Does the Church Pray for Those Who Died from Alcoholism or Drug Addiction?

It certainly does; and yet the parallel with the suicides suggests itself and requires a word of clarification. Refusing to carry out funeral services for suicides, the Church is guided by two things. First, it hardly makes any sense to perform clearly pointless actions. As you know, when praying for the departed, we ask for them “the mercy of God, the Kingdom of Heaven and the remission of sins”.  Without doubt, a baptized person can lead both a righteous and a sinful life, but we never really know what is happening in his soul as he enters eternity. Sometimes sincere, true, and potent repentance is expressed in one phrase, word, or even thought; and this may be enough for the salvation of a human soul. These things may easily pass unnoticed by friends, family or anyone else, but the Lord always knows about them. We have a good example of this in the person of the repentant thief. A man of an exceptionally sinful life, a robber and, most likely, a murderer, repented in his last hours. His repentance went unnoticed even by those who were very close to the place of execution. St Luke is the only Evangelist mentioning the dialogue between the robber and the Lord.  In the Gospel of Matthew, we read something different, “The bandits who were crucified with him also taunted him in the same way” (Matt. 27:44).

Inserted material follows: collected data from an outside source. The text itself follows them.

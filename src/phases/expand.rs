//! Phase 2: Placeholder Expansion
//!
//! Copies every fragment into a work directory, replacing `${...}`
//! placeholders with values from the [`SubstitutionContext`] on the way.
//!
//! ## Lookup order
//!
//! 1. Explicit project properties (`project.properties` in the configuration).
//! 2. Project identity: `project.artifactId`, `project.groupId`,
//!    `project.version`, `project.name`.
//! 3. `env.NAME` reads the environment variable `NAME`.
//!
//! Unknown placeholders are left untouched so that manifests can carry
//! `${...}` strings meant for later tooling (for example template
//! parameters). Files already expanded stay on disk when a later file fails.

use std::collections::BTreeMap;
use std::fs;
use std::path::{Path, PathBuf};

use log::debug;

use crate::config::ProjectConfig;
use crate::error::{Error, Result};
use crate::phases::fragments::Fragment;

/// Values available to `${...}` placeholders.
#[derive(Debug, Clone, Default)]
pub struct SubstitutionContext {
    values: BTreeMap<String, String>,
}

impl SubstitutionContext {
    pub fn new() -> Self {
        Self::default()
    }

    /// Context holding the project identity and its build properties.
    pub fn from_project(project: &ProjectConfig) -> Self {
        let mut context = Self::new();
        context.insert("project.artifactId", &project.artifact_id);
        context.insert("project.groupId", &project.group_id);
        context.insert("project.version", &project.version);
        context.insert(
            "project.name",
            project.name.as_deref().unwrap_or(&project.artifact_id),
        );
        for (key, value) in &project.properties {
            context.insert(key, value);
        }
        context
    }

    pub fn insert(&mut self, key: &str, value: &str) {
        self.values.insert(key.to_string(), value.to_string());
    }

    pub fn lookup(&self, key: &str) -> Option<String> {
        if let Some(value) = self.values.get(key) {
            return Some(value.clone());
        }
        key.strip_prefix("env.")
            .and_then(|name| std::env::var(name).ok())
    }

    /// Replace every resolvable `${key}` in `text`.
    pub fn substitute(&self, text: &str) -> String {
        let mut out = String::with_capacity(text.len());
        let mut rest = text;
        while let Some(start) = rest.find("${") {
            out.push_str(&rest[..start]);
            let after = &rest[start + 2..];
            let Some(end) = after.find('}') else {
                out.push_str(&rest[start..]);
                return out;
            };
            let key = &after[..end];
            match self.lookup(key.trim()) {
                Some(value) => out.push_str(&value),
                None => {
                    out.push_str("${");
                    out.push_str(key);
                    out.push('}');
                }
            }
            rest = &after[end + 1..];
        }
        out.push_str(rest);
        out
    }
}

/// Expand one fragment into `out_dir` at its [`Fragment::work_path`].
fn expand_fragment(
    fragment: &Fragment,
    out_dir: &Path,
    context: &SubstitutionContext,
) -> Result<PathBuf> {
    let dst = out_dir.join(fragment.work_path());
    let filter_error = |message: String| Error::Filter {
        src: fragment.origin(),
        dst: dst.clone(),
        message,
    };

    let content = fragment
        .read_content()
        .map_err(|e| filter_error(e.to_string()))?;
    let expanded = context.substitute(&content);
    if let Some(parent) = dst.parent() {
        fs::create_dir_all(parent).map_err(|e| filter_error(e.to_string()))?;
    }
    fs::write(&dst, expanded).map_err(|e| filter_error(e.to_string()))?;
    debug!("Expanded {} to {}", fragment.origin().display(), dst.display());
    Ok(dst)
}

/// Executes Phase 2: expand `fragments` into `out_dir`.
///
/// Returns the expanded paths in the order of `fragments`.
pub fn execute(
    fragments: &[Fragment],
    out_dir: &Path,
    context: &SubstitutionContext,
) -> Result<Vec<PathBuf>> {
    if fragments.is_empty() {
        return Ok(Vec::new());
    }
    fs::create_dir_all(out_dir).map_err(|source| Error::Write {
        path: out_dir.to_path_buf(),
        source,
    })?;

    fragments
        .iter()
        .map(|fragment| expand_fragment(fragment, out_dir, context))
        .collect()
}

There is no contradiction here. While some standing at the cross could hear the words spoken in repentance by one robber, others were only able to hear the blasphemy belched out by the other. There is no doubt that the latter was spoken much louder than the former. So, not knowing the last thoughts of the deceased, we prayerfully ask God to grant him His mercy, accept him in the heavenly kingdom and forgive his sins.

But in the case with suicides, we know in what state their souls enter eternity. As trite as it may seem, first, absolutely anyone can repent and change, but only as he is alive.  Second, death ‘fixes’ a person in the state in which he meets it. With the loss of the integrity of human nature, which we call the separation of the soul from the body, the soul loses its free will. Due to that process the deceased becomes incapable of repentance, correction, or change.

Taking one’s own life is always an act of opposing God. A person dares to dispose of his own life and death, over which he does not and cannot have any power. Most importantly, once this is accomplished, he is no longer able to repent, even if he really wants to. As a result, a suicide ‘fixes himself’ in a state of resistance to God, predicting the invariability of his own sad fate in eternity. What can church prayer give such a person? What will it affect? What can it change? Answering these questions, the Church offers no prayer for suicides.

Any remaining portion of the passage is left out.